We have technologies that can reduce our carbon emissions... and they get fought against by the people saying that they're not worried because tech will be invented that solves the problems

noir_lord•12h ago
or the Green parties straight oppose them (as the UK Green Party does with Nuclear) one of a few reasons why I'd never support them (they also support unilateral nuclear disarmament and us leaving NATO...while their is an active land war in Europe with one side been a nuclear power and us supporting the other).

It's frustrating that intelligent solutions we can have now are just ignored.

apothegm•6h ago
Reducing emissions, even to zero, isn’t enough any more. We have to remove the excess carbon dioxide that’s already in the atmosphere if we don’t want the planet to continue heating for centuries to come.

The removal is what people claim some technology will magically appear to solve.

runarberg•5h ago
What you are talking about is climate tipping points, that is amount of warming which causes one or more of earth systems which previously prevented further warming to fail.

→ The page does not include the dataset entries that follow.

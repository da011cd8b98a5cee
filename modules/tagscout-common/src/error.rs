use thiserror::Error;

#[derive(Error, Debug)]
pub enum TagScoutError {
    #[error("Configuration error: {0}")]
    Config(String),

    #[error(transparent)]
    Anyhow(#[from] anyhow::Error),
}
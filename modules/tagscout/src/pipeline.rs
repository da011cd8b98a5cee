use std::collections::HashSet;
use std::sync::Arc;

use chrono::{DateTime, Utc};
use serde::Serialize;
use tracing::{debug, info, warn};
use uuid::Uuid;

use tagscout_common::{
    ChallengeCategoryRecord, CreatorRecord, HashtagRecord, RawCount, VideoRecord,
};

use crate::analysis::{analyze, Analysis};
use crate::fetchers::{fetch_challenge_categories, fetch_trending_creators, fetch_videos};
use crate::hashtag_page::scrape_hashtag;
use crate::ranking::sort_by_count;
use crate::renderer::PageRenderer;
use crate::social::SocialApi;

/// Per-run knobs. Defaults match a single-page, top-20 run for Spain.
#[derive(Debug, Clone)]
pub struct PipelineOptions {
    pub region: String,
    pub top_n: usize,
    pub video_page_size: u32,
    pub category_page_size: u32,
    pub max_pages: u32,
}

impl Default for PipelineOptions {
    fn default() -> Self {
        Self {
            region: "es".to_string(),
            top_n: 20,
            video_page_size: 30,
            category_page_size: 25,
            max_pages: 1,
        }
    }
}

#[derive(Debug, Clone, Serialize)]
pub struct RunStats {
    pub run_id: Uuid,
    pub region: String,
    pub started_at: DateTime<Utc>,
    pub finished_at: Option<DateTime<Utc>>,
    pub hashtags_requested: usize,
    pub pages_scraped: usize,
    pub pages_failed: usize,
    pub counts_found: usize,
    pub challenge_ids_queried: usize,
    pub videos: usize,
    pub creators: usize,
    pub categories: usize,
    pub api_failures: usize,
}

impl RunStats {
    fn new(region: &str) -> Self {
        Self {
            run_id: Uuid::new_v4(),
            region: region.to_string(),
            started_at: Utc::now(),
            finished_at: None,
            hashtags_requested: 0,
            pages_scraped: 0,
            pages_failed: 0,
            counts_found: 0,
            challenge_ids_queried: 0,
            videos: 0,
            creators: 0,
            categories: 0,
            api_failures: 0,
        }
    }
}

impl std::fmt::Display for RunStats {
    fn fmt(&self, f: &mut std::fmt::Formatter<'_>) -> std::fmt::Result {
        writeln!(f, "\n=== TagScout Run Complete ===")?;
        writeln!(f, "Run:                {}", self.run_id)?;
        writeln!(f, "Region:             {}", self.region)?;
        writeln!(f, "Hashtags requested: {}", self.hashtags_requested)?;
        writeln!(f, "Pages scraped:      {}", self.pages_scraped)?;
        writeln!(f, "Pages failed:       {}", self.pages_failed)?;
        writeln!(f, "Counts found:       {}", self.counts_found)?;
        writeln!(f, "Challenges queried: {}", self.challenge_ids_queried)?;
        writeln!(f, "Videos:             {}", self.videos)?;
        writeln!(f, "Trending creators:  {}", self.creators)?;
        writeln!(f, "Categories:         {}", self.categories)?;
        writeln!(f, "API failures:       {}", self.api_failures)?;
        if let Some(finished) = self.finished_at {
            let secs = (finished - self.started_at).num_milliseconds() as f64 / 1000.0;
            writeln!(f, "Elapsed:            {secs:.1}s")?;
        }
        Ok(())
    }
}

/// Everything a run produced, ready for tabular output.
#[derive(Debug, Clone, Serialize)]
pub struct RunOutput {
    pub stats: RunStats,
    /// All scraped hashtags, largest post count first.
    pub hashtags: Vec<HashtagRecord>,
    /// Names of the hashtags whose videos were fetched.
    pub top_hashtags: Vec<String>,
    pub videos: Vec<VideoRecord>,
    pub creators: Vec<CreatorRecord>,
    pub categories: Vec<ChallengeCategoryRecord>,
    pub analysis: Analysis,
}

pub struct Pipeline {
    renderer: Arc<dyn PageRenderer>,
    api: Arc<dyn SocialApi>,
    options: PipelineOptions,
}

impl Pipeline {
    pub fn new(
        renderer: Arc<dyn PageRenderer>,
        api: Arc<dyn SocialApi>,
        options: PipelineOptions,
    ) -> Self {
        Self {
            renderer,
            api,
            options,
        }
    }

    /// Scrape every hashtag page, rank, then pull videos for the top
    /// hashtags plus the region's trending creators and categories.
    pub async fn run(&self, hashtags: &[String]) -> RunOutput {
        let opts = &self.options;
        let mut stats = RunStats::new(&opts.region);

        let hashtags = dedup_hashtags(hashtags);
        stats.hashtags_requested = hashtags.len();
        info!(
            run_id = %stats.run_id,
            hashtags = hashtags.len(),
            region = %opts.region,
            renderer = self.renderer.name(),
            "Starting hashtag scrape"
        );

        // Phase 1: hashtag pages
        let mut records = Vec::with_capacity(hashtags.len());
        for hashtag in &hashtags {
            match scrape_hashtag(self.renderer.as_ref(), hashtag, &opts.region).await {
                Ok(record) => {
                    stats.pages_scraped += 1;
                    if matches!(record.post_count_raw, RawCount::Text(_)) {
                        stats.counts_found += 1;
                    }
                    records.push(record);
                }
                Err(e) => {
                    warn!(hashtag = %hashtag, error = %e, "Hashtag page failed to render");
                    stats.pages_failed += 1;
                    records.push(HashtagRecord::unavailable(hashtag));
                }
            }
        }

        // Phase 2: ranking
        sort_by_count(&mut records);
        let top: Vec<&HashtagRecord> = records.iter().take(opts.top_n).collect();
        let top_hashtags: Vec<String> = top.iter().map(|r| r.hashtag.clone()).collect();
        info!(top = ?top_hashtags, "Ranked hashtags");

        // Phase 3: videos for the top hashtags, each challenge id once
        let mut challenge_ids: Vec<String> = Vec::with_capacity(top.len());
        for record in &top {
            match &record.challenge_id {
                Some(id) if challenge_ids.contains(id) => {
                    debug!(hashtag = %record.hashtag, challenge_id = %id, "Challenge id already queued");
                }
                Some(id) => challenge_ids.push(id.clone()),
                None => debug!(hashtag = %record.hashtag, "No challenge id, skipping video fetch"),
            }
        }
        stats.challenge_ids_queried = challenge_ids.len();

        let videos = fetch_videos(
            self.api.as_ref(),
            &challenge_ids,
            opts.video_page_size,
            opts.max_pages,
        )
        .await;

        // Phase 4: region-wide listings
        let creators = fetch_trending_creators(self.api.as_ref(), &opts.region).await;
        let categories = fetch_challenge_categories(
            self.api.as_ref(),
            &opts.region,
            opts.category_page_size,
            opts.max_pages,
        )
        .await;

        stats.api_failures = videos.failures + creators.failures + categories.failures;
        stats.videos = videos.rows.len();
        stats.creators = creators.rows.len();
        stats.categories = categories.rows.len();

        // Phase 5: analysis
        let analysis = analyze(&videos.rows);

        stats.finished_at = Some(Utc::now());
        info!(
            run_id = %stats.run_id,
            videos = stats.videos,
            creators = stats.creators,
            categories = stats.categories,
            pages_failed = stats.pages_failed,
            api_failures = stats.api_failures,
            "Run finished"
        );

        RunOutput {
            stats,
            hashtags: records,
            top_hashtags,
            videos: videos.rows,
            creators: creators.rows,
            categories: categories.rows,
            analysis,
        }
    }
}

/// Trim, drop a leading `#`, and keep the first spelling of each hashtag
/// (compared case-insensitively).
pub fn dedup_hashtags(hashtags: &[String]) -> Vec<String> {
    let mut seen = HashSet::new();
    hashtags
        .iter()
        .map(|h| h.trim().trim_start_matches('#').to_string())
        .filter(|h| !h.is_empty())
        .filter(|h| seen.insert(h.to_lowercase()))
        .collect()
}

Now we have evidence which seems to suggest we have reached our first such tipping point[1], low latitude coral reef die-off. So even if we stop emitting CO2 into the atmosphere tomorrow, these corals are still going to die (most likely) and they are not coming back for at least a few centuries, meaning the CO2 which they store will be released into the atmosphere causing even further warming.

This is only the first of a more then a dozen tipping points, and since we have passed this one we are also likely to pass a couple more (Greenland Icesheet and North Atlantic conveyor), however that is not certain. And it is possible that if we take drastic action (which we 10000% should) we can (possibly) prevent other tipping points and even possibly use existing technology (like planting trees, reclaiming swamps, etc) to offset the carbon released by the dying corals.

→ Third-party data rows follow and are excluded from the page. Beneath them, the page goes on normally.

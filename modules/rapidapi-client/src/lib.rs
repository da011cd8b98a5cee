pub mod error;
pub mod types;

pub use error::{RapidApiError, Result};
pub use types::{
    Category, CategoryListQuery, CategoryListResponse, ChallengeInfo, HashtagVideosResponse,
    TrendingCreatorsResponse, TrendingUser, VideoAuthor, VideoItem, VideoMusic, VideoStats,
};

use std::time::Duration;

use serde::de::DeserializeOwned;
use url::Url;

/// Default base URL of the tiktok-scraper2 API (hashtag video listing).
pub const VIDEO_API_URL: &str = "https://tiktok-scraper2.p.rapidapi.com";

/// Default base URL of the ScrapTik API (trending creators, categories).
pub const SCRAPTIK_API_URL: &str = "https://scraptik.p.rapidapi.com";

/// One RapidAPI-hosted API: where to send requests and which
/// `x-rapidapi-host` value to authenticate them with.
#[derive(Debug, Clone)]
pub struct Endpoint {
    base_url: String,
    host: String,
}

impl Endpoint {
    /// Build an endpoint, deriving the RapidAPI host header from the URL.
    /// The header carries the host and any non-default port, nothing else.
    pub fn new(base_url: &str) -> Result<Self> {
        let mut url = Url::parse(base_url)
            .map_err(|e| RapidApiError::InvalidUrl(format!("{base_url}: {e}")))?;
        let host = match (url.host_str(), url.port()) {
            (Some(host), Some(port)) => format!("{host}:{port}"),
            (Some(host), None) => host.to_string(),
            (None, _) => {
                return Err(RapidApiError::InvalidUrl(format!("{base_url}: no host")));
            }
        };
        url.set_query(None);
        url.set_fragment(None);

        Ok(Self {
            base_url: url.as_str().trim_end_matches('/').to_string(),
            host,
        })
    }

    pub fn base_url(&self) -> &str {
        &self.base_url
    }

    pub fn host(&self) -> &str {
        &self.host
    }
}

pub struct RapidApiClient {
    client: reqwest::Client,
    api_key: String,
    videos: Endpoint,
    scraptik: Endpoint,
}

impl RapidApiClient {
    pub fn new(api_key: String) -> Result<Self> {
        Ok(Self::with_endpoints(
            api_key,
            Endpoint::new(VIDEO_API_URL)?,
            Endpoint::new(SCRAPTIK_API_URL)?,
        ))
    }

    /// Point the client at non-default hosts (self-hosted mirrors, mock servers).
    pub fn with_endpoints(api_key: String, videos: Endpoint, scraptik: Endpoint) -> Self {
        let client = reqwest::Client::builder()
            .timeout(Duration::from_secs(30))
            .build()
            .expect("Failed to build HTTP client");

        Self {
            client,
            api_key,
            videos,
            scraptik,
        }
    }

    /// Fetch one page of videos posted under a challenge (hashtag) id.
    pub async fn hashtag_videos(
        &self,
        hashtag_id: &str,
        count: u32,
        cursor: Option<i64>,
    ) -> Result<HashtagVideosResponse> {
        let mut query = vec![
            ("hashtag_id", hashtag_id.to_string()),
            ("count", count.to_string()),
        ];
        if let Some(cursor) = cursor {
            query.push(("cursor", cursor.to_string()));
        }

        let resp: HashtagVideosResponse = self
            .get_json(&self.videos, "/hashtag/videos", &query)
            .await?;
        tracing::debug!(
            hashtag_id,
            items = resp.item_list.len(),
            has_more = resp.has_more,
            "Fetched hashtag videos page"
        );
        Ok(resp)
    }

    /// Fetch the trending creators list for a region.
    pub async fn trending_creators(&self, region: &str) -> Result<TrendingCreatorsResponse> {
        let query = [("region", region.to_string())];
        let resp: TrendingCreatorsResponse = self
            .get_json(&self.scraptik, "/trending-creators", &query)
            .await?;
        tracing::debug!(region, users = resp.user_list.len(), "Fetched trending creators");
        Ok(resp)
    }

    /// Fetch one page of hashtag challenge categories.
    pub async fn category_list(&self, params: &CategoryListQuery) -> Result<CategoryListResponse> {
        let query = [
            ("count", params.count.to_string()),
            ("cursor", params.cursor.to_string()),
            ("region", params.region.clone()),
        ];
        let resp: CategoryListResponse = self
            .get_json(&self.scraptik, "/category-list", &query)
            .await?;
        tracing::debug!(
            region = %params.region,
            cursor = params.cursor,
            categories = resp.category_list.len(),
            "Fetched category list page"
        );
        Ok(resp)
    }

    async fn get_json<T: DeserializeOwned>(
        &self,
        endpoint: &Endpoint,
        path: &str,
        query: &[(&str, String)],
    ) -> Result<T> {
        let url = format!("{}{}", endpoint.base_url, path);
        let resp = self
            .client
            .get(&url)
            .header("x-rapidapi-host", &endpoint.host)
            .header("x-rapidapi-key", &self.api_key)
            .query(query)
            .send()
            .await?;

        let status = resp.status();
        if !status.is_success() {
            let body = resp.text().await.unwrap_or_default();
            return Err(RapidApiError::Api {
                status: status.as_u16(),
                message: body,
            });
        }

        let body = resp.text().await?;
        Ok(serde_json::from_str(&body)?)
    }
}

So in short, while technically true, reducing emission to zero isn’t enough any more. We are not at a point (yet; possibly) where we can’t stop the warming with existing technology. But we must absolutely absolutely absolutely, and dear I say, absolute-effing-lutely reduce our emissions to zero, not net zero, but absolute zero, and we mast do it as fast as we can, no matter how much it costs.

1: https://www.sciencedaily.com/releases/2025/10/251029002920.h...

rangestransform•9h ago
The war against global warming will not be won with personal sacrifice or self flagellating like the EU, but with Chinese solar, wind, and batteries sold at dumping prices. Shame that the US won’t let them.